### Task directions
In the listing below, pick out lines with "listener".

### Data shown
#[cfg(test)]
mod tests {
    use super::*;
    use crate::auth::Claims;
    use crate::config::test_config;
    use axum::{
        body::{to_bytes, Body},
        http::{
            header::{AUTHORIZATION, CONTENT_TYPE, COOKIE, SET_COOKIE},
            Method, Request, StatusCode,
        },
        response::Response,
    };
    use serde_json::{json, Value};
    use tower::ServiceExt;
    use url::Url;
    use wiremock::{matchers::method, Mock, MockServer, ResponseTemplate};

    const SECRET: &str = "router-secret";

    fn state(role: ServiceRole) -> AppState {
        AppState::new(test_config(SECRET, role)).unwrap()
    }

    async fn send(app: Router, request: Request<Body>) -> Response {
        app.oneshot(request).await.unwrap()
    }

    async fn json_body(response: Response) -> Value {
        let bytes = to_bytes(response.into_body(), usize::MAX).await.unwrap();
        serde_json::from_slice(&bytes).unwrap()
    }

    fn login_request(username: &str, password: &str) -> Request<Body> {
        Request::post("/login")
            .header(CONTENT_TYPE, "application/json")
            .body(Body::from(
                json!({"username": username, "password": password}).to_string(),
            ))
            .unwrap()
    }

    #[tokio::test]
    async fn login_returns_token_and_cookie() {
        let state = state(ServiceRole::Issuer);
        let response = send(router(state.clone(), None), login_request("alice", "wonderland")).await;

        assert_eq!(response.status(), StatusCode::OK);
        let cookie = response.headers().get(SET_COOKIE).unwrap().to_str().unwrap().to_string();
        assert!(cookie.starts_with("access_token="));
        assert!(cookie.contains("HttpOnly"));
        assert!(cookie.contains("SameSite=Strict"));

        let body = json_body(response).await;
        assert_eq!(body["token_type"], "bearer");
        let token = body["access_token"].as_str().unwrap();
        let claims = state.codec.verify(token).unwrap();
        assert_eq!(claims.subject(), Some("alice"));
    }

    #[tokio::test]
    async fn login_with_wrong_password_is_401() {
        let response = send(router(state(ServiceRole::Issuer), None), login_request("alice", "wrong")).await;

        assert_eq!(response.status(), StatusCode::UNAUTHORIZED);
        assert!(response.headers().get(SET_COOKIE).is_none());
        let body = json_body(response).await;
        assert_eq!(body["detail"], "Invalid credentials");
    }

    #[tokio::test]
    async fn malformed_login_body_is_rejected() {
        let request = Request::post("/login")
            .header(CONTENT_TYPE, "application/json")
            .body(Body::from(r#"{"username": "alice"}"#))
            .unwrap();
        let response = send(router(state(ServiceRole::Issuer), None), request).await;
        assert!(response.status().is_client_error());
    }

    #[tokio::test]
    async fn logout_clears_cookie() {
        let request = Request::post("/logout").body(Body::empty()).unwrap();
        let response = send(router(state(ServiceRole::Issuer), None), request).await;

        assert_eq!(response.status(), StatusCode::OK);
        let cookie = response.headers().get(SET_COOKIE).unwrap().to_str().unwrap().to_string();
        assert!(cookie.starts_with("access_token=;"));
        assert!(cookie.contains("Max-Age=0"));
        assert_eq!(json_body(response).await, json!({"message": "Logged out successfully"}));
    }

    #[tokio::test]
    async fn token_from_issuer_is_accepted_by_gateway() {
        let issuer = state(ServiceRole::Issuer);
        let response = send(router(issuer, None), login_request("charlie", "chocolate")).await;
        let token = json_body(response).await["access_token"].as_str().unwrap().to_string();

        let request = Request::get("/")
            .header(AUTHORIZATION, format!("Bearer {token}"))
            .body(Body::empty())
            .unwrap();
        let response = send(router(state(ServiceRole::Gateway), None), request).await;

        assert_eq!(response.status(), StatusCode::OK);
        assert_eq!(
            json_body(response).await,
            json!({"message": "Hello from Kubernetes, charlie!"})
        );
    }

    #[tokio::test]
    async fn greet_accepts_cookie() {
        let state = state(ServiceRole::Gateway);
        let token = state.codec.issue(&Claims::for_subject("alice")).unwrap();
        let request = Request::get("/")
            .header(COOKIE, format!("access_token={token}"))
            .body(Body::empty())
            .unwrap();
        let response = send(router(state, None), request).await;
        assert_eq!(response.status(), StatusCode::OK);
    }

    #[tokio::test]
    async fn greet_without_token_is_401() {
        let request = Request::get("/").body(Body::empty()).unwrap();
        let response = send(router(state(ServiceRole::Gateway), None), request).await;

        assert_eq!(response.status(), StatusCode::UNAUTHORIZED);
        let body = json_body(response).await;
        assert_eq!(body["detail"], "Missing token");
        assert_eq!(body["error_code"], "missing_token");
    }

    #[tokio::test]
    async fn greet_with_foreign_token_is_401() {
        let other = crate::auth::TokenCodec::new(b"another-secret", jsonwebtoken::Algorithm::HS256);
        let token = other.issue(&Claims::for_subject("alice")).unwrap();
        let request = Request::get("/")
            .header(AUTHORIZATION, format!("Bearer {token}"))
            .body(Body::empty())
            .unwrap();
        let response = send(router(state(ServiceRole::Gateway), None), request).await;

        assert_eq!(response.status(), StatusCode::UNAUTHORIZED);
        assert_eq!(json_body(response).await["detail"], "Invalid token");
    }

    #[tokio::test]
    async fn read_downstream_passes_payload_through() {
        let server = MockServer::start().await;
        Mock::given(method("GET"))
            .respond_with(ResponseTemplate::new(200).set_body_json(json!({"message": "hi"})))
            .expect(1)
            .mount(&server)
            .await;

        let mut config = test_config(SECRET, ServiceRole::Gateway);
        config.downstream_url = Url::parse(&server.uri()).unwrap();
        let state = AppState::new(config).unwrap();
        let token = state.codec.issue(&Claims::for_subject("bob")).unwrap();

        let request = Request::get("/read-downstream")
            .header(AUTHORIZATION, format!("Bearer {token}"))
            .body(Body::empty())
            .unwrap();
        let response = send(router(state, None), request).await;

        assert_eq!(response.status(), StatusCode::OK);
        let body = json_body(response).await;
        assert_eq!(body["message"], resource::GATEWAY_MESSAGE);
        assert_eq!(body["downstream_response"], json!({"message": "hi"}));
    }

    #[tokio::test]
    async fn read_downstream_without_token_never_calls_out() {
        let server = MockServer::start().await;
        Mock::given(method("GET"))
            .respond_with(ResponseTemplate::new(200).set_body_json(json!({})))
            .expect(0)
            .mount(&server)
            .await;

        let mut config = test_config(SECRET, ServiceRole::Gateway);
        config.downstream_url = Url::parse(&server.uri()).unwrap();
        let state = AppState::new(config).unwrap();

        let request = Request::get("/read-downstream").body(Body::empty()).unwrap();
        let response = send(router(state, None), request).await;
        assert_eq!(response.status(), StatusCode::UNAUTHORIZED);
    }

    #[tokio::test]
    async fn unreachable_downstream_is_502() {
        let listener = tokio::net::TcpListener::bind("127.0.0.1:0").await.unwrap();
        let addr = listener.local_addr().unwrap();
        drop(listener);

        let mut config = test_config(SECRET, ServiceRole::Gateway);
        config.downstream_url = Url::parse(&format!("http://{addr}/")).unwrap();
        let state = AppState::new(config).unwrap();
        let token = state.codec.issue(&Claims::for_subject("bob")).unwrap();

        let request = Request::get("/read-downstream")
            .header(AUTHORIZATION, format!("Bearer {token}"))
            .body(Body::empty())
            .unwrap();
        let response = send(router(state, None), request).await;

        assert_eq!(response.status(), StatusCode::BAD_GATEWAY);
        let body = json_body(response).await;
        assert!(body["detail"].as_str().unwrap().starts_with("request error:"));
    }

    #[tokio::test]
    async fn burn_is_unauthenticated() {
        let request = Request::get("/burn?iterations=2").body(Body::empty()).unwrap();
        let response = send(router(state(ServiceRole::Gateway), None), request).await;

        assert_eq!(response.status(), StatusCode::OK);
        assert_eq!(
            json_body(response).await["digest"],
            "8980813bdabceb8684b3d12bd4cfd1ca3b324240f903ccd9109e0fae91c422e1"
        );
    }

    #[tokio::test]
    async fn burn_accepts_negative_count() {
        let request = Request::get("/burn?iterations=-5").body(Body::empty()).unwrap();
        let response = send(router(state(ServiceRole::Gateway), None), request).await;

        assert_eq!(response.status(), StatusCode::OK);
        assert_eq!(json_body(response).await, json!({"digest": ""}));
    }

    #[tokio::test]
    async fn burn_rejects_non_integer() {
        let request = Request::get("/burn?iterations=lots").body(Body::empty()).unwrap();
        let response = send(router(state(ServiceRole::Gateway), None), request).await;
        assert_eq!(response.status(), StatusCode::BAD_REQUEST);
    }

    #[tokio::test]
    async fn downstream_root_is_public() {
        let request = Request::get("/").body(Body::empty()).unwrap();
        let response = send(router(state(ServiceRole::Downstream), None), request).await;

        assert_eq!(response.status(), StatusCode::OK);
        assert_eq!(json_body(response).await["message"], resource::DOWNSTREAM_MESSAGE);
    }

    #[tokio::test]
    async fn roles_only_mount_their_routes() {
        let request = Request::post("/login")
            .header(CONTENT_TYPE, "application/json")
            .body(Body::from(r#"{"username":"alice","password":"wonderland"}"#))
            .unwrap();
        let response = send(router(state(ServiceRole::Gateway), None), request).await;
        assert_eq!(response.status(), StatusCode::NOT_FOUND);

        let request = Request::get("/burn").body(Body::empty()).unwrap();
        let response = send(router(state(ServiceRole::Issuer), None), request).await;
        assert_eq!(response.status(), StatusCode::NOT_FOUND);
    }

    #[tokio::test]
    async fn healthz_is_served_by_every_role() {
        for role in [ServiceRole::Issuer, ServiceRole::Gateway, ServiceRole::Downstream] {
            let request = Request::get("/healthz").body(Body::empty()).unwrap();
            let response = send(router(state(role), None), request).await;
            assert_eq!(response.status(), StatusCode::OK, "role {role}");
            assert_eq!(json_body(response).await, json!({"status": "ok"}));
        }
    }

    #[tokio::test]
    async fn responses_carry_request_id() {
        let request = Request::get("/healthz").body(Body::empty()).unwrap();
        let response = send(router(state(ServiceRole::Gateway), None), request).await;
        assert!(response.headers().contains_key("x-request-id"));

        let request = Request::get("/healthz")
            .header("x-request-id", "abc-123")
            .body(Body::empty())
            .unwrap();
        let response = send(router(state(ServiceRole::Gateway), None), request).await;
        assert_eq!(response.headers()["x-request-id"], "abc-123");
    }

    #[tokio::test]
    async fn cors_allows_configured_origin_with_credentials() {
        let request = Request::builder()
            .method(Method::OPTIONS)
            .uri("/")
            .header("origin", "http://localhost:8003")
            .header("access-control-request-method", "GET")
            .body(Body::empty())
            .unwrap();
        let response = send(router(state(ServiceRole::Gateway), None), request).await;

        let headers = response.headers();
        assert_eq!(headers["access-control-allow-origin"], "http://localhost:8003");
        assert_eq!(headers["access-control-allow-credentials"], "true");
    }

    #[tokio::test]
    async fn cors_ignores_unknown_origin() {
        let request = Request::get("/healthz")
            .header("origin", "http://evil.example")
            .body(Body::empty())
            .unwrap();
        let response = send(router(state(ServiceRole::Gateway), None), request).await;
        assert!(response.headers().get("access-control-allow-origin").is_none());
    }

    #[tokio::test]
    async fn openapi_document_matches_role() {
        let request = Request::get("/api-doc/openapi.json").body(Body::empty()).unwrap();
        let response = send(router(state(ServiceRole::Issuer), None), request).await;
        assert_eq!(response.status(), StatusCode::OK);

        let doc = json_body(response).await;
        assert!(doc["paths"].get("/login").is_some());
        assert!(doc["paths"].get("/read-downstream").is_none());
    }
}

* * *

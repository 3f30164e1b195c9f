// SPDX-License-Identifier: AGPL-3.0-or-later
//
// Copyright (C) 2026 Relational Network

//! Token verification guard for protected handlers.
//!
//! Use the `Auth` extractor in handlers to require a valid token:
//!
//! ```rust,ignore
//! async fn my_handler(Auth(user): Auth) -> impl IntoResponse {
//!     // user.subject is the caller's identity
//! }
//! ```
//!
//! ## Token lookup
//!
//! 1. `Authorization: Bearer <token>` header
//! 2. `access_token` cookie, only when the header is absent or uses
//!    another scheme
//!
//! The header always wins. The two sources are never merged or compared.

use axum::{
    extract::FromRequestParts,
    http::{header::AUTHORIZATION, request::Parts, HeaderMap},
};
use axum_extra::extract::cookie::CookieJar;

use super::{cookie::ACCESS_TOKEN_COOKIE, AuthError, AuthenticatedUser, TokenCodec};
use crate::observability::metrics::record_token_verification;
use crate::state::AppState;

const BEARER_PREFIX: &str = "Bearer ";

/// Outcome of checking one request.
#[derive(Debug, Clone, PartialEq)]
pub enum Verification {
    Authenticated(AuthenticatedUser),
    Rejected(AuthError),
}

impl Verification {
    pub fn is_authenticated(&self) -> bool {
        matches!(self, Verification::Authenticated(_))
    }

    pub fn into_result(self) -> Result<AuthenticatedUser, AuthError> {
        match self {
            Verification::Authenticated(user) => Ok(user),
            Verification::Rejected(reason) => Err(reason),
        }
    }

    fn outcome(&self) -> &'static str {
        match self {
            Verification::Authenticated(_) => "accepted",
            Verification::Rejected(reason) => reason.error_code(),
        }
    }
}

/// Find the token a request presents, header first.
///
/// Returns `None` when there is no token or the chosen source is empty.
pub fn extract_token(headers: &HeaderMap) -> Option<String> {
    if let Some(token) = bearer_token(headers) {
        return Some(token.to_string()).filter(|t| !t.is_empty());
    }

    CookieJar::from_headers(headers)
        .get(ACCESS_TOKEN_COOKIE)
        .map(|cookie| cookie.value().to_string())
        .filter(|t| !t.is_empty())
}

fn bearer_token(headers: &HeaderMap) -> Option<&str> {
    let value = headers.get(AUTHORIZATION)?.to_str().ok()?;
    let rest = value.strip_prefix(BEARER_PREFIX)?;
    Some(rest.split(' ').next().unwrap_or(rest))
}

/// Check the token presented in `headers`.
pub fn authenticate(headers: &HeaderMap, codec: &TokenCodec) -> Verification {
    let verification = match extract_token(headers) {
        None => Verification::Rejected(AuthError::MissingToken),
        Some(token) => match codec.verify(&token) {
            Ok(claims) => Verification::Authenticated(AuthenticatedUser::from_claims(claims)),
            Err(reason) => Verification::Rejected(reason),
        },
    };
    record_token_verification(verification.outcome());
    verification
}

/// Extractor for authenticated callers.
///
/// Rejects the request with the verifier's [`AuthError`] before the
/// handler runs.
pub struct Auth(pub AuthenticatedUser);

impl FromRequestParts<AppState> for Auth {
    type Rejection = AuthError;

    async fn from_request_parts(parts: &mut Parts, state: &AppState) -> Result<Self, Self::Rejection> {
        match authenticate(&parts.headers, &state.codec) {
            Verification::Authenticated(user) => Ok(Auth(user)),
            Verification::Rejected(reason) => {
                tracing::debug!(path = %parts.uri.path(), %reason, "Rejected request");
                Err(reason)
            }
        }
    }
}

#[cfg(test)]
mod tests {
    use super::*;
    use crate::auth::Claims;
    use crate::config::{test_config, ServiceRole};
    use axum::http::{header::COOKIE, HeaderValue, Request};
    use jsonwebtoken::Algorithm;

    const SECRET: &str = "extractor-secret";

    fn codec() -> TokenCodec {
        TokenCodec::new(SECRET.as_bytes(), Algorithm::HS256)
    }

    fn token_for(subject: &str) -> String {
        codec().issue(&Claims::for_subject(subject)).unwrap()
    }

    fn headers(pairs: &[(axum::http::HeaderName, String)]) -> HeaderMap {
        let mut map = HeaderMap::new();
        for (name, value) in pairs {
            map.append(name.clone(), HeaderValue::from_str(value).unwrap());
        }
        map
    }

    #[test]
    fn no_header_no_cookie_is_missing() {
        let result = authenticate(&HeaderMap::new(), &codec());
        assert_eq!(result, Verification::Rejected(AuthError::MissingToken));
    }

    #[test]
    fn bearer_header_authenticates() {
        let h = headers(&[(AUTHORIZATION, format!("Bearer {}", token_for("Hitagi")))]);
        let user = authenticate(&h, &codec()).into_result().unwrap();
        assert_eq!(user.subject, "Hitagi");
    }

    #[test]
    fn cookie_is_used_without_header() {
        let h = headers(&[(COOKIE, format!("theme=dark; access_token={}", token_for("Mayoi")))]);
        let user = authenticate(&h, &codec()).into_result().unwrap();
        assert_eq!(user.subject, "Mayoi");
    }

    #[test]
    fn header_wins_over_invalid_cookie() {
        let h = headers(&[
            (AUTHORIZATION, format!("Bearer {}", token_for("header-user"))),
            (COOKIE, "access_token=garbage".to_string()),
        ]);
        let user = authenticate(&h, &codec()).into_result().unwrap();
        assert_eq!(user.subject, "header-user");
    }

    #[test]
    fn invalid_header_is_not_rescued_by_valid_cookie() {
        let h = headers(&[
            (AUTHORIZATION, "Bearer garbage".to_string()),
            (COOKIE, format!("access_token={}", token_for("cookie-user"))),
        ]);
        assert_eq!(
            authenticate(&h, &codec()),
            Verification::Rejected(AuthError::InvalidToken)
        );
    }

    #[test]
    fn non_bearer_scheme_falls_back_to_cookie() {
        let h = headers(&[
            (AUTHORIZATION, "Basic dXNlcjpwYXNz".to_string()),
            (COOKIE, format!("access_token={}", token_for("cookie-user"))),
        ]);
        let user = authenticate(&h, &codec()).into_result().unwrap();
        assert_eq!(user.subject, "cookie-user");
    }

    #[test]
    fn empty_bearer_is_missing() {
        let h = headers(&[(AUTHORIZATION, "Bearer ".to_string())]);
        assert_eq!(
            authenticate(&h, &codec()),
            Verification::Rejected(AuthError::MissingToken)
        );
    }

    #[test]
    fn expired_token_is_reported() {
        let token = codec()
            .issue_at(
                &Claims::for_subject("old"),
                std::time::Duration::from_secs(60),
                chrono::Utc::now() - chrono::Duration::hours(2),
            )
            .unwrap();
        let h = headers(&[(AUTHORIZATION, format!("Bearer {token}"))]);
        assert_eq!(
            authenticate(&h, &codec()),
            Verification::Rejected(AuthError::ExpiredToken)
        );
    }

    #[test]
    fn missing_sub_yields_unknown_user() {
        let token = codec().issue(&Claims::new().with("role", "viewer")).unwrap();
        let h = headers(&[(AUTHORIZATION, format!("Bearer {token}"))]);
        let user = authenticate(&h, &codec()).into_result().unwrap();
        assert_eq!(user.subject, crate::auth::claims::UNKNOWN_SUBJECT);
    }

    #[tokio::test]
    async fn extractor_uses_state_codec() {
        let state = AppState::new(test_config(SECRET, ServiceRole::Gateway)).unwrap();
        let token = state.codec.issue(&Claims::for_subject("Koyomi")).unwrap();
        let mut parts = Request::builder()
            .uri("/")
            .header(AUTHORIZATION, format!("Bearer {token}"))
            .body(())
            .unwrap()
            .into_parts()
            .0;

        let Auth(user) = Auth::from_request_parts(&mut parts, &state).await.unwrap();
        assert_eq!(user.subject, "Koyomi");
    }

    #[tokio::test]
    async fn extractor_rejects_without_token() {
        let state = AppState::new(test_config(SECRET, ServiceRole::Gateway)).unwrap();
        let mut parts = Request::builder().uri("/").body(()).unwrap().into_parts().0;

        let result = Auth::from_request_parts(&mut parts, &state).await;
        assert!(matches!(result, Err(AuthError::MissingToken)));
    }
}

...

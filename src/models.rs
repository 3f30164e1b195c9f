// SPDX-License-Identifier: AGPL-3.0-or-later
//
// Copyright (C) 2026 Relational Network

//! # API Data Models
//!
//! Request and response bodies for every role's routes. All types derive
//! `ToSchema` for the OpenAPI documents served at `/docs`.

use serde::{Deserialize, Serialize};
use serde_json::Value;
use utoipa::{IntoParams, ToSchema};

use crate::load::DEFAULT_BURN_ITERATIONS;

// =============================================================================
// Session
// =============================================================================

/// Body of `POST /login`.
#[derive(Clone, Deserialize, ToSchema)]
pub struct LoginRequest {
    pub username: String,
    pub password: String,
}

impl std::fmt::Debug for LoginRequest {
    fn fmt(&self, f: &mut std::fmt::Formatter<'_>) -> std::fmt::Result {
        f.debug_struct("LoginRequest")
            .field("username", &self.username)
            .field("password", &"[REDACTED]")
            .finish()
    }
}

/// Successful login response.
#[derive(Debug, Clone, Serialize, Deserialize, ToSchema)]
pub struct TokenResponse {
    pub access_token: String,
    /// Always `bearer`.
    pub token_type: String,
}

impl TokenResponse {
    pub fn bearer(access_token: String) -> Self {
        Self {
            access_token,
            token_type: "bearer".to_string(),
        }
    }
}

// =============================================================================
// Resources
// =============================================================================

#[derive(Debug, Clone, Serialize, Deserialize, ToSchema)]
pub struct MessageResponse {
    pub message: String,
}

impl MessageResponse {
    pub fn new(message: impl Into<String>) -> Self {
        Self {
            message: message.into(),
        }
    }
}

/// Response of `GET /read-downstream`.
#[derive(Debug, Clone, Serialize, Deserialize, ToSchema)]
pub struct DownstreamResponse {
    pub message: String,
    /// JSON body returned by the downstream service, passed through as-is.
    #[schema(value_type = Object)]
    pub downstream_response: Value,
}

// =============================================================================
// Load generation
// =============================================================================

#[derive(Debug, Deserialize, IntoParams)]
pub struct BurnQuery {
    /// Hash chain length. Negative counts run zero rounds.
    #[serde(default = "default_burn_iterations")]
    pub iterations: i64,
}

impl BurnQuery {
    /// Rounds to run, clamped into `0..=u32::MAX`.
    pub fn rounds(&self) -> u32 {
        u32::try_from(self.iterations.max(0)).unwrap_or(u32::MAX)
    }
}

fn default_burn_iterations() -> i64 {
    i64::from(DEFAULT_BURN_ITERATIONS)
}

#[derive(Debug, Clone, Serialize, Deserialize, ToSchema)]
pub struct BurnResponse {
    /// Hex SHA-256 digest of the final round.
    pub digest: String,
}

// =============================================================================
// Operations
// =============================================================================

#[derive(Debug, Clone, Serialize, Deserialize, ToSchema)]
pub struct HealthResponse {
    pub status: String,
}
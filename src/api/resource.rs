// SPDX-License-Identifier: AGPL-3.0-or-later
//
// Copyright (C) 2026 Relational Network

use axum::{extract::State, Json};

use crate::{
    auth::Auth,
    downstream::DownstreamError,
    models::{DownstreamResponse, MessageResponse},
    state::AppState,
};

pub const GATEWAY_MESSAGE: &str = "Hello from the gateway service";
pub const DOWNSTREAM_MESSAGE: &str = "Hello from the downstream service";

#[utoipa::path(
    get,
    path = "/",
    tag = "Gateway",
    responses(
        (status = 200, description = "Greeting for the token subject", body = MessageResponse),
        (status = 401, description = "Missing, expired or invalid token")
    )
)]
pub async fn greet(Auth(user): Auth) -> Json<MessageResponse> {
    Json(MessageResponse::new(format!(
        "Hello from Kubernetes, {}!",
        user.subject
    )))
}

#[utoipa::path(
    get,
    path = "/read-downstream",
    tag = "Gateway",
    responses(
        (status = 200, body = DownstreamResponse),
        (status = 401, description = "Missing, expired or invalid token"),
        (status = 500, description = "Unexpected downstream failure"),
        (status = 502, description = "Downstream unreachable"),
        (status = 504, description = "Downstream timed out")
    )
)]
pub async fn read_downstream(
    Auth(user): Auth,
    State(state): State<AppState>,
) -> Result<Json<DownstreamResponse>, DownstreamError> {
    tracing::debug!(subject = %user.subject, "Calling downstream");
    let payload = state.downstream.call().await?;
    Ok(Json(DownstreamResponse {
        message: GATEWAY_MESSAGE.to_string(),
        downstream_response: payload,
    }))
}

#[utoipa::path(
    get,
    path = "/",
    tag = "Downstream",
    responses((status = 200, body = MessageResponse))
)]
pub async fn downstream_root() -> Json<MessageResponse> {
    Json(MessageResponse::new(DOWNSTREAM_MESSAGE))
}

### Task response
        let listener = tokio::net::TcpListener::bind("127.0.0.1:0").await.unwrap();
        let addr = listener.local_addr().unwrap();
        drop(listener);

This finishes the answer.